--- Exercise data Enclosed Below ---

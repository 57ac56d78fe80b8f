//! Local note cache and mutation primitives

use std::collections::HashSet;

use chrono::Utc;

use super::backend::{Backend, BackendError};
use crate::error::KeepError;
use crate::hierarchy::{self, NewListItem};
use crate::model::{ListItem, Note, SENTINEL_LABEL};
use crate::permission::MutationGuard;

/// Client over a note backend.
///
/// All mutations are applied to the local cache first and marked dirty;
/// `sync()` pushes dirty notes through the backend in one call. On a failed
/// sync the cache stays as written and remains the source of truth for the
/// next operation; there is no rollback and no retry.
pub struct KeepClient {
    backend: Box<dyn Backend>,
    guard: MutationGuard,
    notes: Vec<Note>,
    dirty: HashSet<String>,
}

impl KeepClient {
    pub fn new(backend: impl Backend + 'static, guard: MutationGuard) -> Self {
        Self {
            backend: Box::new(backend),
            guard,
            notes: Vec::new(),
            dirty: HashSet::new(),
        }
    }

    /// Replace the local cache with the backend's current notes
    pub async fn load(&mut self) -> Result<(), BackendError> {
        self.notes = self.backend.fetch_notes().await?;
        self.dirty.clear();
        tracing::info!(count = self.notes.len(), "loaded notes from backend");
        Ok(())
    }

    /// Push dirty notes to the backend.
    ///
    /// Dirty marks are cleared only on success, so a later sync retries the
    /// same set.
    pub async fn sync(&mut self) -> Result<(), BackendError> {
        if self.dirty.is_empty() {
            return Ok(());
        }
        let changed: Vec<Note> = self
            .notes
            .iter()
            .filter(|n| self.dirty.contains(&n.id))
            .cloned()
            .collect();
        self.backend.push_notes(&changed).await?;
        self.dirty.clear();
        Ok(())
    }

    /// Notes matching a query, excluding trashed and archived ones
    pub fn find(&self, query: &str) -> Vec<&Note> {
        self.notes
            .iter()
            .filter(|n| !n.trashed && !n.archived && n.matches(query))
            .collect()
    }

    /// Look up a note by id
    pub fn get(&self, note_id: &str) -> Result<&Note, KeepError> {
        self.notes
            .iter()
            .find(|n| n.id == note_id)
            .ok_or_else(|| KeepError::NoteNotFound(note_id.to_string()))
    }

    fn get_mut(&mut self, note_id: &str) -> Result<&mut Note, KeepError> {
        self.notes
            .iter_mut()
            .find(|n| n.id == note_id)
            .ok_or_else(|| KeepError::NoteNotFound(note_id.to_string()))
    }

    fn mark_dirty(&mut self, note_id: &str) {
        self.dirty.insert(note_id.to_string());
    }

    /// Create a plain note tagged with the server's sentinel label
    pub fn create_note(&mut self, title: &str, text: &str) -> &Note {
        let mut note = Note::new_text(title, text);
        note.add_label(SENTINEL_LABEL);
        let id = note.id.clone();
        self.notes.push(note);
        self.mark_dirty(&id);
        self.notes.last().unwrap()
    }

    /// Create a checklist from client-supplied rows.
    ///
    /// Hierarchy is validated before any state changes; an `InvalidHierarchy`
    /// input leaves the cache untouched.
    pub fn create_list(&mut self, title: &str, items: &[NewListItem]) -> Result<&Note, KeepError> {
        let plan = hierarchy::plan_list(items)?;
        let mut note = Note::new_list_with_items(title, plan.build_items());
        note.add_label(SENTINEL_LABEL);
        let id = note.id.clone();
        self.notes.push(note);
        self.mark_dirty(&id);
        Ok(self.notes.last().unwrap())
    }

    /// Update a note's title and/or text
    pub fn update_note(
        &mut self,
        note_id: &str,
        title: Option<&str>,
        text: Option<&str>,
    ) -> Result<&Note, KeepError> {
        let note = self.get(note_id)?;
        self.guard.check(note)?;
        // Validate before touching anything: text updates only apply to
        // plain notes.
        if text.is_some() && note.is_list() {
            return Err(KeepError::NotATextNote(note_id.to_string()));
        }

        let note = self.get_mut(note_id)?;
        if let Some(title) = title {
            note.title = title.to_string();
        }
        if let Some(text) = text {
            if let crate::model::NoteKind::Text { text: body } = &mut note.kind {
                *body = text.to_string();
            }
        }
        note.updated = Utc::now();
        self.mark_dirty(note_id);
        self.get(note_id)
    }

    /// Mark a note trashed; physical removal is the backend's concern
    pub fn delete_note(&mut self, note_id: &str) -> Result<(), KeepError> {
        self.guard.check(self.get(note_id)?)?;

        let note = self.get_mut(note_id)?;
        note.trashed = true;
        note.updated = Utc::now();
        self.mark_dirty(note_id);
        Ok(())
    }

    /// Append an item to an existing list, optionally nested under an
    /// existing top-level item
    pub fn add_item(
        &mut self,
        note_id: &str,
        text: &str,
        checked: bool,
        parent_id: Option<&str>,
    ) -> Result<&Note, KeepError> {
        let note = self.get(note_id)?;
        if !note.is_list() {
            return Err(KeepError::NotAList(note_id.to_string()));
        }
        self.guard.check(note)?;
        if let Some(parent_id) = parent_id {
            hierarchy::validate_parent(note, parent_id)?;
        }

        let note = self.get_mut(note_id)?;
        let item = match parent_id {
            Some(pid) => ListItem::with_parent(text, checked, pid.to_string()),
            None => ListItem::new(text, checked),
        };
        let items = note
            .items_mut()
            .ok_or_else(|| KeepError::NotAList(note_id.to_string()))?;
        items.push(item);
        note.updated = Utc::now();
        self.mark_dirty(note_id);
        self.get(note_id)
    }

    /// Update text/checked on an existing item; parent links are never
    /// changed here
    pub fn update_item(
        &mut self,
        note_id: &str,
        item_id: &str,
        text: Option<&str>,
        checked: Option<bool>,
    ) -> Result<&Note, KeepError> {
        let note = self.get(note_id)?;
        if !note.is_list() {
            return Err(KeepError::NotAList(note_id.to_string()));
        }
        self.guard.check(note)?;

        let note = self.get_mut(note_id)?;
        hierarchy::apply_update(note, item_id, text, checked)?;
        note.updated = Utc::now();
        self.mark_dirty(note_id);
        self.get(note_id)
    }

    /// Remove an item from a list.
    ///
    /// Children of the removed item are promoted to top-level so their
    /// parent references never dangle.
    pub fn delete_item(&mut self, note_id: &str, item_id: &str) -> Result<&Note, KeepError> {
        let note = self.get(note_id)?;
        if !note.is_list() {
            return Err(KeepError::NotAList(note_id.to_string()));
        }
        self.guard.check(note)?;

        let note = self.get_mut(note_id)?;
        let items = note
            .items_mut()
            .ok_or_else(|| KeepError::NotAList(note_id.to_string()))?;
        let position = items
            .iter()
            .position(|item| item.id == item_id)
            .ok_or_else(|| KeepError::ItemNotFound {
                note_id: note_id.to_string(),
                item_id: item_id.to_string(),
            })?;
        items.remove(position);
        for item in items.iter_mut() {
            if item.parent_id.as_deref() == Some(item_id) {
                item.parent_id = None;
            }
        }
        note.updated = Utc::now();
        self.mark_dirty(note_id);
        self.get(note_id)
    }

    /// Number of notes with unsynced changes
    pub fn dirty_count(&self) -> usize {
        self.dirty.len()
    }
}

--- End of Enclosed Exercise data ---
--- Exercise data Enclosed Below ---

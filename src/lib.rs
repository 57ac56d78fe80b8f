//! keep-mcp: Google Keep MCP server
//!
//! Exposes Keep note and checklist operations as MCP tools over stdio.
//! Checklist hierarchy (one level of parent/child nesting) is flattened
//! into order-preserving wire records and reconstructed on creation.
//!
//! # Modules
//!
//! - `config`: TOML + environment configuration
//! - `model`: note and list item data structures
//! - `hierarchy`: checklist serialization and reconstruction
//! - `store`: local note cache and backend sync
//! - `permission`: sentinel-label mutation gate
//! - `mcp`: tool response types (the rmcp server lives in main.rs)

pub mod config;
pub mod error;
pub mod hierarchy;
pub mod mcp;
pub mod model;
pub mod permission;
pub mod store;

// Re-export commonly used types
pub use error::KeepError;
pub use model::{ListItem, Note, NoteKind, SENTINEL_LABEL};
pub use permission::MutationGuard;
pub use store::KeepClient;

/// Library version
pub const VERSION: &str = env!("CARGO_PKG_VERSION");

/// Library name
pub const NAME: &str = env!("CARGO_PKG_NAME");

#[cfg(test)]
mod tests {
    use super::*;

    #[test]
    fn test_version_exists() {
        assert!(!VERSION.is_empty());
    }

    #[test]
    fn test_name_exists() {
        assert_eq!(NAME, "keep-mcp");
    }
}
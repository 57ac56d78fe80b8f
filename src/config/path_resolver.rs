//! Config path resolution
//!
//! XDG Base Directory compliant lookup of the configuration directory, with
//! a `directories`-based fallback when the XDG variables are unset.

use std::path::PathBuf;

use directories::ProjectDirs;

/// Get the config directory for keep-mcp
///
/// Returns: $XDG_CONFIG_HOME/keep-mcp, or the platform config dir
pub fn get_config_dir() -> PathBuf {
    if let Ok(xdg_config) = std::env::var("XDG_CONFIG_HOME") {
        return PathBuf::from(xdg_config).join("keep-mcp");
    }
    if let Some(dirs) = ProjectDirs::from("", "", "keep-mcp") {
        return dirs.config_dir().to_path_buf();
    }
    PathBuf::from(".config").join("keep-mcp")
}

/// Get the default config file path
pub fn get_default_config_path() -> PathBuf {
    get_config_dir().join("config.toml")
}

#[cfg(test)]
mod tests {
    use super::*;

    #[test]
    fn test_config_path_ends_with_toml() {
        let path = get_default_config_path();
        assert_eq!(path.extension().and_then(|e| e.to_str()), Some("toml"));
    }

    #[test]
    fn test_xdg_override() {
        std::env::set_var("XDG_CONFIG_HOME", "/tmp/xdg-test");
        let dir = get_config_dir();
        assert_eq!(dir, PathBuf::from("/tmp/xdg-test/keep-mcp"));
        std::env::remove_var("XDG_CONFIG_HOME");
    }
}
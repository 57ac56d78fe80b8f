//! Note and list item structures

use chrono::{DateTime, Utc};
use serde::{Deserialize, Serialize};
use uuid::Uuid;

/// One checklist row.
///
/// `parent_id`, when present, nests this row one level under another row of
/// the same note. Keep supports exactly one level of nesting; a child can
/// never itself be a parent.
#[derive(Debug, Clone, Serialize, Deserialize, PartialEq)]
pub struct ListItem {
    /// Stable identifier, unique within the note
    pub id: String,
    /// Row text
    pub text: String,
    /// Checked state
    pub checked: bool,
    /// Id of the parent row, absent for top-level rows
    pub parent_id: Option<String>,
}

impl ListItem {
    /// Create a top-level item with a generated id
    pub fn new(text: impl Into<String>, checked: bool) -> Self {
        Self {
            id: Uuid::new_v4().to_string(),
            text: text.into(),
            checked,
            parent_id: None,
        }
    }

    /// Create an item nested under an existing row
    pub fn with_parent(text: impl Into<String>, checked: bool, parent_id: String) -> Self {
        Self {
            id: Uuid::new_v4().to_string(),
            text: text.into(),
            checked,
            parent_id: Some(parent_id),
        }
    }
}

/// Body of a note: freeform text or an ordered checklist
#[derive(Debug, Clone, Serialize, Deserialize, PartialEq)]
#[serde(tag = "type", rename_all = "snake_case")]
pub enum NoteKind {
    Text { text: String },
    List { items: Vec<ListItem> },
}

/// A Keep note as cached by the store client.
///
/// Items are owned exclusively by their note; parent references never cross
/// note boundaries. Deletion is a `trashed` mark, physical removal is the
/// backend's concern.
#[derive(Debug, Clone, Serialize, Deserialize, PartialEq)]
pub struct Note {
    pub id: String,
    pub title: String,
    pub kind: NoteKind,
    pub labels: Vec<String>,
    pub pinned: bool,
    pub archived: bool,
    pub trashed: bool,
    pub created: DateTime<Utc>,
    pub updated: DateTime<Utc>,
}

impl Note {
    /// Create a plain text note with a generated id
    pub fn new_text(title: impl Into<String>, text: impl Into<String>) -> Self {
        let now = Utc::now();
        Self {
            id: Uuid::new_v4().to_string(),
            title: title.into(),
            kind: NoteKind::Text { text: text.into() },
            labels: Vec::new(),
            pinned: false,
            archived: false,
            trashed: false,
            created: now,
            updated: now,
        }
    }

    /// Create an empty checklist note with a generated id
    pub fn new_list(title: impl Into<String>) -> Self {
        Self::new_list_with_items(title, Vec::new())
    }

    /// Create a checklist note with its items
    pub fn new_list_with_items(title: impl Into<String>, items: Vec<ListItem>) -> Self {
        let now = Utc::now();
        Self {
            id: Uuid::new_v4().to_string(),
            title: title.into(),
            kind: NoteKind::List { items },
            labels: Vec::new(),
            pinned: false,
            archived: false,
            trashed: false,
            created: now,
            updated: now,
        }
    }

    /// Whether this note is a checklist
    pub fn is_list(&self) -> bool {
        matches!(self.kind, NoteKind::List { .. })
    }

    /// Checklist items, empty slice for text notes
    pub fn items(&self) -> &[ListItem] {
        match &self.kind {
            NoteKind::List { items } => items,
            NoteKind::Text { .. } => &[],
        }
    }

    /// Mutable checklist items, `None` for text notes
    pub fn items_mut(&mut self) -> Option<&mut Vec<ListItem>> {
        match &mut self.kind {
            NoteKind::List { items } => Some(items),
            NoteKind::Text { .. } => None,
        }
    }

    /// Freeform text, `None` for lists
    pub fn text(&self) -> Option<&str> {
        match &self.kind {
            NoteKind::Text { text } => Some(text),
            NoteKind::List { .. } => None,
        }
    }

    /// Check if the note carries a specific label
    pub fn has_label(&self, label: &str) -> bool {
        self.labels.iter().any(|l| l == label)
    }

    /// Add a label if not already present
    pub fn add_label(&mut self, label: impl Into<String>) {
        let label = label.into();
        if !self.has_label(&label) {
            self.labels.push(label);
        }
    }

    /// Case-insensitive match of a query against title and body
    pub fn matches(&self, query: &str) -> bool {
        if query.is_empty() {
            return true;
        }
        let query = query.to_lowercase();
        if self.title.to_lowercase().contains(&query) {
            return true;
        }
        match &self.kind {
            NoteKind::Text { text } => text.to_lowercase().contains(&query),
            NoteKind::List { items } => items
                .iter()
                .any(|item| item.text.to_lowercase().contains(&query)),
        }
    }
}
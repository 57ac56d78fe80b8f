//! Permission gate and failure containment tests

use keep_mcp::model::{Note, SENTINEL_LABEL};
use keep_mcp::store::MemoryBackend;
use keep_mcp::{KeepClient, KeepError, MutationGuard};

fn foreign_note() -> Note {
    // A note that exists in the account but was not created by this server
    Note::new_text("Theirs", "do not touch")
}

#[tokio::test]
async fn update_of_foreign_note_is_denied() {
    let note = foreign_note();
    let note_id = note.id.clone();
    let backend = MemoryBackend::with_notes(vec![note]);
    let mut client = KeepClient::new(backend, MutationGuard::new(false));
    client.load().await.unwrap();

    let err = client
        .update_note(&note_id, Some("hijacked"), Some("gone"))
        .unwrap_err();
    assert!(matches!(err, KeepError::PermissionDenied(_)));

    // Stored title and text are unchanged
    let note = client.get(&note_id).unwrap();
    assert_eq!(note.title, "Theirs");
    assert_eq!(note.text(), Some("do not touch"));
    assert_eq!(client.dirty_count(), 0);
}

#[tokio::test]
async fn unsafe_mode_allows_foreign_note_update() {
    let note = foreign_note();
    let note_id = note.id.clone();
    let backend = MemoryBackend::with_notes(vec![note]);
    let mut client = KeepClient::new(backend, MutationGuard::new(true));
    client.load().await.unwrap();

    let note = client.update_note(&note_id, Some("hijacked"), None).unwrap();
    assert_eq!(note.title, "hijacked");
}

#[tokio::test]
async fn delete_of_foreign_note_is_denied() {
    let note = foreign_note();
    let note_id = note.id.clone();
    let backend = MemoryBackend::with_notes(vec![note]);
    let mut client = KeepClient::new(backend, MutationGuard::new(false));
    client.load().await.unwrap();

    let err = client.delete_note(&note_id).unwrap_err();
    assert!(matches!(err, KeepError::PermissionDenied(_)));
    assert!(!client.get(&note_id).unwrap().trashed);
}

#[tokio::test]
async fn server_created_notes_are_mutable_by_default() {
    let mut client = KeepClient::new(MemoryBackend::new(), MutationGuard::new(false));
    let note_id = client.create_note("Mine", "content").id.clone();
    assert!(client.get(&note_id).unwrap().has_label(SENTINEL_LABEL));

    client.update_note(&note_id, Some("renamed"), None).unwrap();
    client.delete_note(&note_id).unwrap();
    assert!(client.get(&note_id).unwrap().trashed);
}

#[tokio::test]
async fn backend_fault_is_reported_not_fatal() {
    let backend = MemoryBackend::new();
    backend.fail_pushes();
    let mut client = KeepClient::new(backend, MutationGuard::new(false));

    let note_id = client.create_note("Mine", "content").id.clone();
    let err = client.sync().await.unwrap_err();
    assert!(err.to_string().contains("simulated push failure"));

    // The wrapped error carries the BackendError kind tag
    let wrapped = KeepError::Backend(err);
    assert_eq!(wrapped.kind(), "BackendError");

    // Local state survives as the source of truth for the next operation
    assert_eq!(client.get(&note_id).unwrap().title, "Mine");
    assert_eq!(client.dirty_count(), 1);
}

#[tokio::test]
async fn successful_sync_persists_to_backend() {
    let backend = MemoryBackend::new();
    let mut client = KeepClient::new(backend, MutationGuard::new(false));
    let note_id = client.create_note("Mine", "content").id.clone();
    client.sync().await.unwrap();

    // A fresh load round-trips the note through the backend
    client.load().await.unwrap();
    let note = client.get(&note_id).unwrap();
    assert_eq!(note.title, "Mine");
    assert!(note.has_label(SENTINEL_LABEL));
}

--- End of Enclosed Exercise data ---

Each line in the data that holds the string "carries" must be returned.

    /// Check if the note carries a specific label
    // The wrapped error carries the BackendError kind tag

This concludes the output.